I didn't measure what the specific gap is at the E, but I can. It's quite a bit larger than a typical spark plug gap, though.

My new coil (a Delphi) showed up so I'm gonna run out and put it on.
 
ok...so I changed the coil. Should have left well enough alone but I decided to change the distributor cap too. Broke off one of the distributor cap bolts in the distributor, so I guess I need a new distributor now. :rolleyes:

the screw that broke off is not quite enough to grab with vice grips but tall enough that the new cap wouldn't sit down so I put the old cap back on with one screw and zip tied the side with the broken one.

Still no start, so I get the spark tester out and check...still have spark. Looks better than before.

Start looking at fuses again. Checked all the fuses that feed the PCM, ignition coil, injectors, etc with a multimeter, all had continuity. Then, I started second guessing my gauges, Fuel, voltage, and oil pressure seemed to work but tach wasn't moving when cranking. Then my sanity. Does the tach read when cranking? Did it before all this? I can't remember. I then gave it another crank, and this time, it sounded hopeful. Like it was trying.

So I gave it some more. Gave it some throttle. It came to life but was stumbling and sputtering. Kept giving throttle to keep it alive until it settled into a normal cold idle. Shut it down, started it back up again...sputtered again for awhile but not as long before settling down. Backed it into the garage, shut it off again. Went to start it and it started almost like normal.

So...it runs, but I'm not at all confident in what fixed it because I had a good 60 seconds of cranking between the last thing I fixed and seeing it run. And now I have to address the fact that my distributor is zip tied together.

Anybody have a brand they recommend for a replacement dizzy? I see new ones from SKP, Spectra Premium, and World Power Systems, and remans from Cardone (which I know enough to avoid) and Autoline.
 
I have this one on my wish list for when mine finally goes:
https://www.amazon.com/dp/B00VVBNZXQ/?tag=wranglerorg-20

So it when it was running and sputtering did you get any codes?
Also double check your firing order again.
maybe take a sample of your gas in a glass jar you should have a fitting on your fuel rail
did you turn your dist? Maybe you timing is off now?
maybe your getting cabon tracks from the broken dist?
 
I have this one on my wish list for when mine finally goes:
https://www.amazon.com/dp/B00VVBNZXQ/?tag=wranglerorg-20

what made you choose that one in particular?

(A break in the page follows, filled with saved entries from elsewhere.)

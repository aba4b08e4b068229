use std::path::PathBuf;

use thiserror::Error;

/// Error type returned by an inspector's `locate` function.
pub type LocateError = Box<dyn std::error::Error + Send + Sync>;

/// Errors from reading and rendering inspector state.
#[derive(Debug, Error)]
pub enum InspectorError {
    #[error("inspector display name must not be empty")]
    EmptyDisplayName,

    /// The caller-supplied `locate` function failed; passed through as-is.
    #[error(transparent)]
    Locate(LocateError),

    #[error("failed to read state file {}: {source}", .path.display())]
    Read {
        path: PathBuf,
        #[source]
        source: std::io::Error,
    },

    #[error("state file {} is not valid JSON: {source}", .path.display())]
    Malformed {
        path: PathBuf,
        #[source]
        source: serde_json::Error,
    },

    #[error("state file {} holds a JSON {found}, expected an object", .path.display())]
    NotAMapping { path: PathBuf, found: &'static str },

    #[error("failed to render state as YAML: {0}")]
    Render(#[from] serde_yaml_ng::Error),
}

/// Errors from loading or validating assistant configuration.
#[derive(Debug, Error)]
pub enum ConfigError {
    #[error("missing required field '{0}'")]
    MissingField(&'static str),

    #[error("failed to read configuration {}: {source}", .path.display())]
    Read {
        path: PathBuf,
        #[source]
        source: std::io::Error,
    },

    #[error("failed to parse configuration: {0}")]
    Parse(String),
}
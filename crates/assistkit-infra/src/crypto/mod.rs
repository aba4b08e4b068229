//! Cryptographic operations for assistkit.
//!
//! - `hash`: SHA-256 content hashing for inspector identities

pub mod hash;
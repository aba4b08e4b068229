//! Port definitions and pure logic for assistkit.
//!
//! This crate defines the "ports" (traits) that the infrastructure layer
//! implements: inspector state providers, filesystem access, content hashing,
//! chat completion clients and token credentials. It depends only on
//! `assistkit-types` -- never on `assistkit-infra` or any network crate.

pub mod inspector;
pub mod llm;
pub mod service;
//! InspectorStateProvider trait definition.
//!
//! This is the whole host-facing boundary of an inspector: a stable identity,
//! a display name, a description, and an on-demand snapshot per conversation.

use assistkit_types::conversation::ConversationContext;
use assistkit_types::error::InspectorError;
use assistkit_types::inspector::InspectorState;

/// Read-only provider of inspector state for a conversation.
///
/// Uses native async fn in traits (RPITIT). Implementations must not hold
/// mutable state between calls; hosts invoke `get` on many providers
/// concurrently and as often as they like.
pub trait InspectorStateProvider: Send + Sync {
    /// Stable identifier the host uses to remember UI placement.
    fn state_id(&self) -> &str;

    fn display_name(&self) -> &str;

    fn description(&self) -> &str;

    /// Build a fresh snapshot of the conversation's state.
    fn get(
        &self,
        context: &ConversationContext,
    ) -> impl std::future::Future<Output = Result<InspectorState, InspectorError>> + Send;
}
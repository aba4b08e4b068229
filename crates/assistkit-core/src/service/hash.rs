//! ContentHasher trait for computing content-derived identifiers.
//!
//! Defined in assistkit-core so identity derivation does not couple to a
//! specific hashing algorithm. The `Sha256ContentHasher` adapter lives in
//! assistkit-infra.

/// Abstraction over content hashing.
///
/// Implementations must be deterministic across processes: inspector
/// identities derived from the digest are persisted by the host.
pub trait ContentHasher: Send + Sync {
    /// Compute a hex-encoded hash of the given content.
    fn compute_hash(&self, content: &str) -> String;
}
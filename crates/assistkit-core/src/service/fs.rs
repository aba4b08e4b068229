//! FileSystem trait for abstracting file reads.
//!
//! Inspectors read state through this trait so they can be tested against
//! in-memory or failing implementations. The `LocalFileSystem` adapter lives
//! in assistkit-infra.

use std::path::Path;

/// Read-only abstraction over filesystem operations.
pub trait FileSystem: Send + Sync {
    /// Read a file's content as a UTF-8 string.
    ///
    /// A missing file must surface as `std::io::ErrorKind::NotFound`.
    fn read_file(
        &self,
        path: &Path,
    ) -> impl std::future::Future<Output = Result<String, std::io::Error>> + Send;
}
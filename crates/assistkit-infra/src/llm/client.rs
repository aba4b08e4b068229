//! OpenAiChatClient -- [`ChatCompletionClient`] for OpenAI and Azure OpenAI.
//!
//! Both services speak the same chat completions wire format (the
//! `async_openai` chat types, see [`super::convert`]); they differ only in URL
//! layout and authentication headers, captured by [`ClientAuth`]. Requests go
//! through reqwest directly so an Entra token can be attached per call.

use std::sync::Arc;
use std::time::Duration;

use async_openai::types::chat::CreateChatCompletionResponse;
use reqwest::header::RETRY_AFTER;
use secrecy::{ExposeSecret, SecretString};
use tracing::Instrument;

use assistkit_core::llm::provider::ChatCompletionClient;
use assistkit_types::llm::{ChatCompletionRequest, ChatCompletionResponse, LlmError};

use super::credential::AzureTokenProvider;
use super::convert::{build_request, completion_from_response, map_status_error};

/// How requests are authenticated.
pub enum ClientAuth {
    /// OpenAI API key, sent as `Authorization: Bearer`.
    Bearer(SecretString),
    /// Azure OpenAI resource key, sent as `api-key`.
    AzureApiKey(SecretString),
    /// Entra ID token, fetched per request from the shared provider.
    AzureIdentity(Arc<AzureTokenProvider>),
}

/// Chat completion client for OpenAI-compatible endpoints.
///
/// Does not derive Debug; the auth variant holds secrets.
pub struct OpenAiChatClient {
    http: reqwest::Client,
    provider_name: &'static str,
    url: String,
    auth: ClientAuth,
    organization: Option<String>,
}

impl OpenAiChatClient {
    /// Client for the OpenAI API at `base_url` (e.g. `https://api.openai.com/v1`).
    pub fn openai(
        api_key: SecretString,
        base_url: &str,
        organization: Option<String>,
        timeout: Duration,
    ) -> Result<Self, LlmError> {
        Ok(Self {
            http: build_http(timeout)?,
            provider_name: "openai",
            url: format!("{}/chat/completions", base_url.trim_end_matches('/')),
            auth: ClientAuth::Bearer(api_key),
            organization: organization.filter(|org| !org.is_empty()),
        })
    }

    /// Client for an Azure OpenAI deployment.
    pub fn azure(
        endpoint: &str,
        deployment: &str,
        api_version: &str,
        auth: ClientAuth,
        timeout: Duration,
    ) -> Result<Self, LlmError> {
        Ok(Self {
            http: build_http(timeout)?,
            provider_name: "azure_openai",
            url: format!(
                "{}/openai/deployments/{deployment}/chat/completions?api-version={api_version}",
                endpoint.trim_end_matches('/')
            ),
            auth,
            organization: None,
        })
    }

    /// Full chat completions URL this client posts to.
    pub fn url(&self) -> &str {
        &self.url
    }

    async fn authorize(&self, builder: reqwest::RequestBuilder) -> Result<reqwest::RequestBuilder, LlmError> {
        let builder = match &self.auth {
            ClientAuth::Bearer(key) => builder.bearer_auth(key.expose_secret()),
            ClientAuth::AzureApiKey(key) => builder.header("api-key", key.expose_secret()),
            ClientAuth::AzureIdentity(provider) => {
                let token = provider.bearer_token().await?;
                builder.bearer_auth(token.expose())
            }
        };

        Ok(match &self.organization {
            Some(org) => builder.header("OpenAI-Organization", org),
            None => builder,
        })
    }

    async fn send(&self, request: &ChatCompletionRequest) -> Result<ChatCompletionResponse, LlmError> {
        let body = build_request(request);
        let builder = self.authorize(self.http.post(&self.url)).await?;

        let response = builder.json(&body).send().await.map_err(|e| LlmError::Provider {
            message: format!("HTTP request failed: {e}"),
        })?;

        let status = response.status();
        if !status.is_success() {
            let retry_after_ms = response
                .headers()
                .get(RETRY_AFTER)
                .and_then(|value| value.to_str().ok())
                .and_then(|value| value.trim().parse::<u64>().ok())
                .map(|secs| secs * 1000);
            let error_body = response.text().await.unwrap_or_default();
            return Err(map_status_error(status, retry_after_ms, &error_body));
        }

        let oai_response: CreateChatCompletionResponse = response
            .json()
            .await
            .map_err(|e| LlmError::Deserialization(format!("failed to parse response: {e}")))?;

        let completion = completion_from_response(oai_response)?;
        tracing::debug!(
            gen_ai.response.id = %completion.id,
            gen_ai.usage.input_tokens = completion.usage.input_tokens,
            gen_ai.usage.output_tokens = completion.usage.output_tokens,
            "chat completion received"
        );
        Ok(completion)
    }
}

fn build_http(timeout: Duration) -> Result<reqwest::Client, LlmError> {
    reqwest::Client::builder()
        .timeout(timeout)
        .build()
        .map_err(|e| LlmError::Provider {
            message: format!("failed to create HTTP client: {e}"),
        })
}

impl ChatCompletionClient for OpenAiChatClient {
    fn name(&self) -> &str {
        self.provider_name
    }

    async fn complete(&self, request: &ChatCompletionRequest) -> Result<ChatCompletionResponse, LlmError> {
        let span = tracing::info_span!(
            "gen_ai.complete",
            gen_ai.system = self.provider_name,
            gen_ai.request.model = %request.model,
            gen_ai.request.max_tokens = ?request.max_tokens,
        );
        self.send(request).instrument(span).await
    }
}
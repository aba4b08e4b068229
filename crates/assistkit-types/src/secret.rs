use schemars::JsonSchema;
use serde::{Deserialize, Serialize};

use std::fmt;

/// A wrapper that redacts secret values in Debug and Display output.
///
/// Used for every credential field in the configuration models. The value
/// still serializes as a plain string so configuration files round-trip;
/// use [`Redacted::masked`] anywhere the value could be shown to a user.
#[derive(Clone, Default, PartialEq, Eq, Serialize, Deserialize, JsonSchema)]
#[serde(transparent)]
pub struct Redacted(String);

impl Redacted {
    pub fn new(value: impl Into<String>) -> Self {
        Self(value.into())
    }

    /// Access the underlying secret value.
    pub fn expose(&self) -> &str {
        &self.0
    }

    pub fn is_empty(&self) -> bool {
        self.0.is_empty()
    }

    /// Show masked representation: last 4 chars visible.
    pub fn masked(&self) -> String {
        if self.0.len() <= 4 {
            "****".to_string()
        } else {
            let tail: String = self.0.chars().rev().take(4).collect::<Vec<_>>().into_iter().rev().collect();
            format!("****{tail}")
        }
    }
}

impl fmt::Debug for Redacted {
    fn fmt(&self, f: &mut fmt::Formatter<'_>) -> fmt::Result {
        write!(f, "Redacted(\"***\")")
    }
}

impl fmt::Display for Redacted {
    fn fmt(&self, f: &mut fmt::Formatter<'_>) -> fmt::Result {
        write!(f, "***")
    }
}

#[cfg(test)]
mod tests {
    use super::*;

    #[test]
    fn test_redacted_debug_hides_value() {
        let secret = Redacted::new("sk-abc123xyz");
        let debug = format!("{:?}", secret);
        assert!(!debug.contains("abc123xyz"));
        assert!(debug.contains("***"));
    }

    #[test]
    fn test_redacted_display_hides_value() {
        let secret = Redacted::new("sk-abc123xyz");
        assert_eq!(secret.to_string(), "***");
    }

    #[test]
    fn test_redacted_expose() {
        let secret = Redacted::new("sk-abc123xyz");
        assert_eq!(secret.expose(), "sk-abc123xyz");
    }

    #[test]
    fn test_redacted_masked() {
        assert_eq!(Redacted::new("sk-abc123xyz").masked(), "****3xyz");
        assert_eq!(Redacted::new("ab").masked(), "****");
    }

    #[test]
    fn test_redacted_serializes_as_plain_string() {
        let secret = Redacted::new("key");
        assert_eq!(serde_json::to_string(&secret).unwrap(), "\"key\"");
        let parsed: Redacted = serde_json::from_str("\"key\"").unwrap();
        assert_eq!(parsed, secret);
    }
}
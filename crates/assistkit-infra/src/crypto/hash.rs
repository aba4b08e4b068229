//! SHA-256 digests for inspector state ids.
//!
//! An inspector's state id is the hex digest of `"<Kind>_<display name>"`,
//! so it stays stable across runs and processes.

use sha2::{Digest, Sha256};

use assistkit_core::service::hash::ContentHasher;

/// [`ContentHasher`] producing lowercase hex SHA-256.
#[derive(Debug, Default, Clone, Copy)]
pub struct Sha256ContentHasher;

impl ContentHasher for Sha256ContentHasher {
    fn compute_hash(&self, content: &str) -> String {
        Sha256::digest(content.as_bytes())
            .iter()
            .map(|byte| format!("{byte:02x}"))
            .collect()
    }
}
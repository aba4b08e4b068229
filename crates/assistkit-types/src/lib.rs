//! Shared domain types for assistkit.
//!
//! This crate contains the leaf data declarations used across the workspace:
//! conversation identity, the inspector state model, assistant and service
//! configuration, guided-conversation definitions, LLM request types, and
//! their associated error types.
//!
//! Zero infrastructure dependencies -- only serde, uuid, chrono, thiserror, schemars.

pub mod config;
pub mod conversation;
pub mod error;
pub mod guided;
pub mod inspector;
pub mod llm;
pub mod secret;
pub mod step;
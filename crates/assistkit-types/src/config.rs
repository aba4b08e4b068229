//! Assistant configuration models.
//!
//! These are the user-editable settings a host application renders as a
//! form: prompts, the chat driver, and the LLM service connection. Service
//! and authentication choices are closed tagged enums; the tag field
//! (`service_type`, `auth_method`) is the discriminator in every serialized
//! form. Every field has a default so partially filled configuration files
//! still load, and [`AssistantConfigModel::validate`] reports the fields a
//! client cannot be built without.

use schemars::JsonSchema;
use serde::{Deserialize, Serialize};

use std::fmt;
use std::str::FromStr;

use crate::error::ConfigError;
use crate::secret::Redacted;

/// Default guardrails prompt, bundled with the crate.
pub const DEFAULT_GUARDRAILS_PROMPT: &str = include_str!("../text_includes/guardrails_prompt.txt");

pub const DEFAULT_WELCOME_MESSAGE: &str = "Hello! How can I help you today?";
pub const DEFAULT_INSTRUCTIONS: &str = "You are a helpful assistant.";
pub const DEFAULT_OPENAI_MODEL: &str = "gpt-4o";
pub const DEFAULT_AZURE_OPENAI_DEPLOYMENT: &str = "gpt-4o";

/// Environment variables consulted (in order) for the default Azure endpoint.
pub const AZURE_OPENAI_ENDPOINT_ENV_VARS: &[&str] =
    &["azure_openai_endpoint", "assistant__azure_openai_endpoint"];

/// Return the value of the first non-empty environment variable in `names`.
///
/// Each name is tried as given and then upper-cased.
pub fn first_env_var(names: &[&str]) -> Option<String> {
    first_env_var_from(names, |name| std::env::var(name).ok())
}

fn first_env_var_from(
    names: &[&str],
    lookup: impl Fn(&str) -> Option<String>,
) -> Option<String> {
    names.iter().find_map(|name| {
        [name.to_string(), name.to_uppercase()]
            .into_iter()
            .find_map(|candidate| lookup(&candidate).filter(|value| !value.is_empty()))
    })
}

// ---------------------------------------------------------------------------
// Service configuration
// ---------------------------------------------------------------------------

/// Kind of LLM service backing the assistant.
#[derive(Debug, Clone, Copy, PartialEq, Eq, Serialize, Deserialize, JsonSchema)]
#[serde(rename_all = "snake_case")]
pub enum ServiceType {
    AzureOpenai,
    Openai,
}

impl fmt::Display for ServiceType {
    fn fmt(&self, f: &mut fmt::Formatter<'_>) -> fmt::Result {
        match self {
            ServiceType::AzureOpenai => write!(f, "azure_openai"),
            ServiceType::Openai => write!(f, "openai"),
        }
    }
}

impl FromStr for ServiceType {
    type Err = String;

    fn from_str(s: &str) -> Result<Self, Self::Err> {
        match s.to_lowercase().as_str() {
            "azure_openai" => Ok(ServiceType::AzureOpenai),
            "openai" => Ok(ServiceType::Openai),
            other => Err(format!("invalid service type: '{other}'")),
        }
    }
}

/// Authentication method for Azure OpenAI.
#[derive(Debug, Clone, Default, PartialEq, Serialize, Deserialize, JsonSchema)]
#[serde(tag = "auth_method")]
pub enum AzureAuthConfig {
    /// Azure identity based authentication (bearer tokens from Entra ID).
    #[default]
    #[serde(rename = "azure-identity")]
    #[schemars(title = "Azure identity based authentication")]
    Identity,

    /// API key based authentication.
    #[serde(rename = "api-key")]
    #[schemars(title = "API key based authentication")]
    ApiKey {
        /// The Azure OpenAI API key for your resource instance.
        #[serde(default)]
        #[schemars(title = "Azure OpenAI API Key")]
        azure_openai_api_key: Redacted,
    },
}

/// Azure OpenAI service connection.
#[derive(Debug, Clone, PartialEq, Serialize, Deserialize, JsonSchema)]
#[serde(default)]
#[schemars(title = "Azure OpenAI")]
pub struct AzureOpenAiServiceConfig {
    #[schemars(title = "Authentication Configuration")]
    pub auth_config: AzureAuthConfig,

    /// The Azure OpenAI endpoint for your resource instance. If not provided,
    /// the service default will be used.
    #[schemars(title = "Azure OpenAI Endpoint")]
    pub azure_openai_endpoint: String,

    /// The Azure OpenAI deployment to use.
    #[schemars(title = "Azure OpenAI Deployment")]
    pub azure_openai_deployment: String,
}

impl Default for AzureOpenAiServiceConfig {
    fn default() -> Self {
        Self {
            auth_config: AzureAuthConfig::default(),
            azure_openai_endpoint: first_env_var(AZURE_OPENAI_ENDPOINT_ENV_VARS).unwrap_or_default(),
            azure_openai_deployment: DEFAULT_AZURE_OPENAI_DEPLOYMENT.to_string(),
        }
    }
}

/// OpenAI service connection.
#[derive(Debug, Clone, Default, PartialEq, Serialize, Deserialize, JsonSchema)]
#[serde(default)]
#[schemars(title = "OpenAI")]
pub struct OpenAiServiceConfig {
    /// The API key to use for the OpenAI API.
    #[schemars(title = "OpenAI API Key")]
    pub openai_api_key: Redacted,

    /// The ID of the organization to use for the OpenAI API. This is not the
    /// organization name. If you do not specify an organization ID, the
    /// default organization will be used.
    #[schemars(title = "Organization ID [Optional]")]
    pub openai_organization_id: String,
}

/// LLM service configuration, discriminated by `service_type`.
#[derive(Debug, Clone, PartialEq, Serialize, Deserialize, JsonSchema)]
#[serde(tag = "service_type")]
#[schemars(title = "Service Configuration")]
pub enum ServiceConfig {
    #[serde(rename = "azure_openai")]
    AzureOpenai(AzureOpenAiServiceConfig),
    #[serde(rename = "openai")]
    Openai(OpenAiServiceConfig),
}

impl Default for ServiceConfig {
    fn default() -> Self {
        ServiceConfig::AzureOpenai(AzureOpenAiServiceConfig::default())
    }
}

impl ServiceConfig {
    pub fn service_type(&self) -> ServiceType {
        match self {
            ServiceConfig::AzureOpenai(_) => ServiceType::AzureOpenai,
            ServiceConfig::Openai(_) => ServiceType::Openai,
        }
    }

    /// Human-readable service name shown in host UIs.
    pub fn service_type_display_name(&self) -> &'static str {
        match self {
            ServiceConfig::AzureOpenai(_) => "Azure OpenAI",
            ServiceConfig::Openai(_) => "OpenAI",
        }
    }

    /// Check the fields required to construct a client for this service.
    pub fn validate(&self) -> Result<(), ConfigError> {
        match self {
            ServiceConfig::AzureOpenai(azure) => {
                if azure.azure_openai_endpoint.trim().is_empty() {
                    return Err(ConfigError::MissingField("azure_openai_endpoint"));
                }
                if azure.azure_openai_deployment.trim().is_empty() {
                    return Err(ConfigError::MissingField("azure_openai_deployment"));
                }
                if let AzureAuthConfig::ApiKey { azure_openai_api_key } = &azure.auth_config {
                    if azure_openai_api_key.is_empty() {
                        return Err(ConfigError::MissingField("azure_openai_api_key"));
                    }
                }
                Ok(())
            }
            ServiceConfig::Openai(openai) => {
                if openai.openai_api_key.is_empty() {
                    return Err(ConfigError::MissingField("openai_api_key"));
                }
                Ok(())
            }
        }
    }

    /// Copy of this configuration with every secret replaced by its masked form.
    pub fn masked(&self) -> Self {
        match self {
            ServiceConfig::AzureOpenai(azure) => {
                let auth_config = match &azure.auth_config {
                    AzureAuthConfig::Identity => AzureAuthConfig::Identity,
                    AzureAuthConfig::ApiKey { azure_openai_api_key } => AzureAuthConfig::ApiKey {
                        azure_openai_api_key: Redacted::new(azure_openai_api_key.masked()),
                    },
                };
                ServiceConfig::AzureOpenai(AzureOpenAiServiceConfig {
                    auth_config,
                    ..azure.clone()
                })
            }
            ServiceConfig::Openai(openai) => ServiceConfig::Openai(OpenAiServiceConfig {
                openai_api_key: Redacted::new(openai.openai_api_key.masked()),
                ..openai.clone()
            }),
        }
    }
}

// ---------------------------------------------------------------------------
// Assistant configuration
// ---------------------------------------------------------------------------

/// Chat driver settings.
#[derive(Debug, Clone, PartialEq, Serialize, Deserialize, JsonSchema)]
#[serde(default)]
pub struct ChatDriverConfig {
    /// The prompt used to instruct the behavior of the AI assistant.
    #[schemars(title = "Instructions")]
    pub instructions: String,

    /// The OpenAI model to use for chat driver.
    #[schemars(title = "OpenAI Model")]
    pub openai_model: String,
}

impl Default for ChatDriverConfig {
    fn default() -> Self {
        Self {
            instructions: DEFAULT_INSTRUCTIONS.to_string(),
            openai_model: DEFAULT_OPENAI_MODEL.to_string(),
        }
    }
}

/// Top-level assistant configuration, edited by the host as a dynamic form.
#[derive(Debug, Clone, PartialEq, Serialize, Deserialize, JsonSchema)]
#[serde(default)]
pub struct AssistantConfigModel {
    /// The prompt used to inform the AI assistant about the guardrails to follow.
    #[schemars(title = "Guardrails Prompt")]
    pub guardrails_prompt: String,

    /// The message to display when the conversation starts.
    #[schemars(title = "Welcome Message")]
    pub welcome_message: String,

    /// The configuration for the chat driver.
    #[schemars(title = "Chat Driver Configuration")]
    pub chat_driver_config: ChatDriverConfig,

    #[schemars(title = "Service Configuration")]
    pub service_config: ServiceConfig,
}

impl Default for AssistantConfigModel {
    fn default() -> Self {
        Self {
            guardrails_prompt: DEFAULT_GUARDRAILS_PROMPT.to_string(),
            welcome_message: DEFAULT_WELCOME_MESSAGE.to_string(),
            chat_driver_config: ChatDriverConfig::default(),
            service_config: ServiceConfig::default(),
        }
    }
}

impl AssistantConfigModel {
    pub fn validate(&self) -> Result<(), ConfigError> {
        self.service_config.validate()
    }

    /// Copy of this configuration safe to display.
    pub fn masked(&self) -> Self {
        Self {
            service_config: self.service_config.masked(),
            ..self.clone()
        }
    }

    /// System prompt sent ahead of every conversation: instructions, then guardrails.
    pub fn system_prompt(&self) -> String {
        let instructions = self.chat_driver_config.instructions.trim();
        let guardrails = self.guardrails_prompt.trim();
        match (instructions.is_empty(), guardrails.is_empty()) {
            (false, false) => format!("{instructions}\n\n{guardrails}"),
            (false, true) => instructions.to_string(),
            (true, false) => guardrails.to_string(),
            (true, true) => String::new(),
        }
    }

    /// JSON Schema describing this model, for host form generation.
    pub fn json_schema() -> serde_json::Value {
        serde_json::to_value(schemars::schema_for!(AssistantConfigModel))
            .unwrap_or(serde_json::Value::Null)
    }
}
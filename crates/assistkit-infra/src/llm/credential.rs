//! Azure identity credential using the OAuth2 client-credentials flow.
//!
//! Reads the service principal from `AZURE_TENANT_ID`, `AZURE_CLIENT_ID` and
//! `AZURE_CLIENT_SECRET` (the same variables the Azure SDKs use) and requests
//! tokens from the Microsoft identity platform.

use std::time::Duration;

use chrono::Utc;
use secrecy::{ExposeSecret, SecretString};
use serde::Deserialize;

use assistkit_core::llm::credential::{BearerTokenProvider, TokenCredential};
use assistkit_types::llm::{AccessToken, LlmError};

/// Default Microsoft identity platform host.
pub const DEFAULT_AUTHORITY_HOST: &str = "https://login.microsoftonline.com";

/// Bearer token provider used by Azure identity authenticated clients.
pub type AzureTokenProvider = BearerTokenProvider<ClientSecretCredential>;

#[derive(Debug, Deserialize)]
struct TokenResponse {
    access_token: String,
    expires_in: i64,
}

/// Service-principal credential.
///
/// Does NOT derive Debug so the client secret can never be printed.
pub struct ClientSecretCredential {
    http: reqwest::Client,
    authority_host: String,
    tenant_id: String,
    client_id: String,
    client_secret: SecretString,
}

impl ClientSecretCredential {
    pub fn new(
        tenant_id: impl Into<String>,
        client_id: impl Into<String>,
        client_secret: SecretString,
    ) -> Result<Self, LlmError> {
        let http = reqwest::Client::builder()
            .timeout(Duration::from_secs(30))
            .build()
            .map_err(|e| LlmError::Credential(format!("failed to create HTTP client: {e}")))?;

        Ok(Self {
            http,
            authority_host: DEFAULT_AUTHORITY_HOST.to_string(),
            tenant_id: tenant_id.into(),
            client_id: client_id.into(),
            client_secret,
        })
    }

    /// Build from `AZURE_TENANT_ID`, `AZURE_CLIENT_ID`, `AZURE_CLIENT_SECRET`
    /// and the optional `AZURE_AUTHORITY_HOST`.
    pub fn from_env() -> Result<Self, LlmError> {
        Self::from_lookup(|name| std::env::var(name).ok())
    }

    fn from_lookup(lookup: impl Fn(&str) -> Option<String>) -> Result<Self, LlmError> {
        let required = |name: &str| {
            lookup(name)
                .filter(|value| !value.is_empty())
                .ok_or_else(|| LlmError::Credential(format!("{name} is not set")))
        };

        let credential = Self::new(
            required("AZURE_TENANT_ID")?,
            required("AZURE_CLIENT_ID")?,
            SecretString::from(required("AZURE_CLIENT_SECRET")?),
        )?;

        Ok(match lookup("AZURE_AUTHORITY_HOST").filter(|host| !host.is_empty()) {
            Some(host) => credential.with_authority_host(host),
            None => credential,
        })
    }

    /// Override the identity platform host (sovereign clouds, tests).
    pub fn with_authority_host(mut self, host: impl Into<String>) -> Self {
        self.authority_host = host.into();
        self
    }

    fn token_url(&self) -> String {
        format!(
            "{}/{}/oauth2/v2.0/token",
            self.authority_host.trim_end_matches('/'),
            self.tenant_id
        )
    }
}

impl TokenCredential for ClientSecretCredential {
    async fn get_token(&self, scope: &str) -> Result<AccessToken, LlmError> {
        let params = [
            ("grant_type", "client_credentials"),
            ("client_id", self.client_id.as_str()),
            ("client_secret", self.client_secret.expose_secret()),
            ("scope", scope),
        ];

        let response = self
            .http
            .post(self.token_url())
            .form(&params)
            .send()
            .await
            .map_err(|e| LlmError::Credential(format!("token request failed: {e}")))?;

        let status = response.status();
        if !status.is_success() {
            let body = response.text().await.unwrap_or_default();
            return Err(LlmError::Credential(format!("token endpoint returned HTTP {status}: {body}")));
        }

        let token: TokenResponse = response
            .json()
            .await
            .map_err(|e| LlmError::Deserialization(format!("failed to parse token response: {e}")))?;

        Ok(AccessToken::new(
            token.access_token,
            Utc::now() + chrono::Duration::seconds(token.expires_in),
        ))
    }
}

I've been looking on ebay, found one in the $50 range out of a cherokee with similar mileage to mine. Can just swap my cam position sensor over to it with my new cap and rotor.

Then there's the autoline reman from rockauto that at least appears to use the OEM body/casting, but it's $150.

So it when it was running and sputtering did you get any codes?
Also double check your firing order again.
maybe take a sample of your gas in a glass jar you should have a fitting on your fuel rail
did you turn your dist? Maybe you timing is off now?
maybe your getting cabon tracks from the broken dist?

nope. No codes, and after about 15 seconds it settled into a smooth, normal idle.

During this whole process I've always replaced one cable at a time to keep the firing order, and I did double check again anyway.

Didn't touch the distributor hold down bolt. According to the FSM it doesn't actually have a slot anyway, the bolt holds it down and that's that. Computer handles the timing.

I'm starting to think I wet fouled the brand new plugs with a bad coil and it just took that much cranking with the new coil to clear it out and start firing. The exhaust smelled super rich when it was sputtering, and then got back to normal.
 
what made you choose that one in particular?

I've been looking on ebay, found one in the $50 range out of a cherokee with similar mileage to mine. Can just swap my cam position sensor over to it with my new cap and rotor.

Then there's the autoline reman from rockauto that at least appears to use the OEM body/casting, but it's $150.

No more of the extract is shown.